Scott and campaign supporters joined about 40 trash haulers picketing against Unity Disposal Jan. 4 in Laurel, Maryland. The workers, members of LiUNA, the Laborers’ Union, went on strike Dec. 26, and the company is hiring replacement workers.

Strikers Martin Puesan and Esteban Zelaya told Scott they face lack of safety on the job, no overtime after 40 hours and discrimination. “They use a kind of arithmetic where the more you work, the less you get paid,” said Puesan. “This is our third time on strike in just a few years. We win a little and they take it back.”
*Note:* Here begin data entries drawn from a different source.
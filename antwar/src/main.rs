use std::path::PathBuf;

use anyhow::Context;
use antwar::config::SimulationConfig;
use antwar::persistence;
use antwar::simulation::Simulation;
use clap::Parser;
use tracing_subscriber::EnvFilter;

/// Command-line arguments for the headless runner.
#[derive(Parser)]
#[command(name = "antwar", version, about = "Ant colony stigmergy simulation")]
struct Cli {
    /// Path to the TOML configuration file.
    #[arg(short, long)]
    config: Option<PathBuf>,

    /// Frames to run. Each frame runs `speed` ticks.
    #[arg(short, long, default_value_t = 10_000)]
    frames: u64,

    /// Overrides the configured RNG seed.
    #[arg(long)]
    seed: Option<u64>,

    /// Snapshot to start from instead of a generated garden.
    #[arg(long)]
    load: Option<PathBuf>,

    /// Where to write a snapshot once the run ends.
    #[arg(long)]
    save: Option<PathBuf>,

    /// Log a colony report every this many frames, 0 disables reports.
    #[arg(long, default_value_t = 1_000)]
    report_every: u64,
}

/// Loads the simulation configuration from a TOML file or uses defaults.
fn load_config(path: Option<&PathBuf>) -> anyhow::Result<SimulationConfig> {
    let config = match path {
        Some(path) => {
            let content = std::fs::read_to_string(path)
                .with_context(|| format!("failed to read config file '{}'", path.display()))?;
            let config: SimulationConfig = toml::from_str(&content)
                .with_context(|| format!("failed to parse config file '{}'", path.display()))?;
            tracing::info!(path = %path.display(), "loaded config");
            config
        }
        None => {
            tracing::info!("no config file provided, using defaults");
            SimulationConfig::default()
        }
    };
    config.validate().context("invalid configuration")?;
    tracing::debug!(?config, "effective configuration");
    Ok(config)
}

fn report(sim: &Simulation) {
    for colony in sim.garden.colonies() {
        let stats = &colony.stats;
        tracing::info!(
            tick = sim.total_ticks,
            colony = %colony.id,
            food = stats.food,
            living = stats.living_ants,
            workers = stats.workers,
            soldiers = stats.soldiers,
            starved = stats.starved_ants,
            killed = stats.killed_ants,
            war = colony.war_coefficient,
            "colony report"
        );
    }
}

fn main() -> anyhow::Result<()> {
    tracing_subscriber::fmt()
        .with_env_filter(EnvFilter::try_from_default_env().unwrap_or_else(|_| EnvFilter::new("info")))
        .init();

    let cli = Cli::parse();
    let mut config = load_config(cli.config.as_ref())?;
    if cli.seed.is_some() {
        config.seed = cli.seed;
    }

    let mut sim = Simulation::new(&config).context("failed to set up the garden")?;
    if let Some(path) = &cli.load {
        let snapshot = persistence::load_snapshot(path)
            .with_context(|| format!("failed to read snapshot '{}'", path.display()))?;
        sim.load(&snapshot)
            .with_context(|| format!("snapshot '{}' is unusable", path.display()))?;
    }

    for frame in 1..=cli.frames {
        sim.update();
        if cli.report_every > 0 && frame % cli.report_every == 0 {
            report(&sim);
        }
    }
    tracing::info!(
        ticks = sim.total_ticks,
        ants = sim.total_ant_count(),
        corpses = sim.garden.corpses.len(),
        "run finished"
    );

    if let Some(path) = &cli.save {
        persistence::save_snapshot(path, &sim.dump())
            .with_context(|| format!("failed to save snapshot '{}'", path.display()))?;
    }
    Ok(())
}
“You’re a member of OUR Walmart and I applaud you,” Raymond Diaz, an organizer for LiUNA, said. “It’s like we are the peasants and they are kings and the queens. They treat all of us workers like we are disposable.”

“I applaud and support your strike,” said Scott. “The problem we face is the capitalist system. The bosses rule through the two-party system, where the only alternative they offer working people is the lesser evil. We need to build our own party — a labor party, based on the unions. Fighting for a labor party would unite us as a class,” said Scott.

One thing that struck campaign volunteers was how seriously workers read the campaign literature. Luis Chiliquinga, a McDonald’s worker, met up with Scott Jan. 4 to find out how he could help the petitioning effort. Chiliquinga is involved in the fast-food workers’ campaign for $15 per hour and full-time.

After going over the campaign flier point by point, Chiliquinga had a suggestion to clarify the campaign’s demands to defend working farmers. “There are rich farmers and there are poor farmers,” he said.

“You’re right, we can make it clearer,” Scott said. “The Socialist Workers Party fights for a government guarantee to cover production costs for working farmers to assure them a decent living, as well as access to government-financed affordable credit.”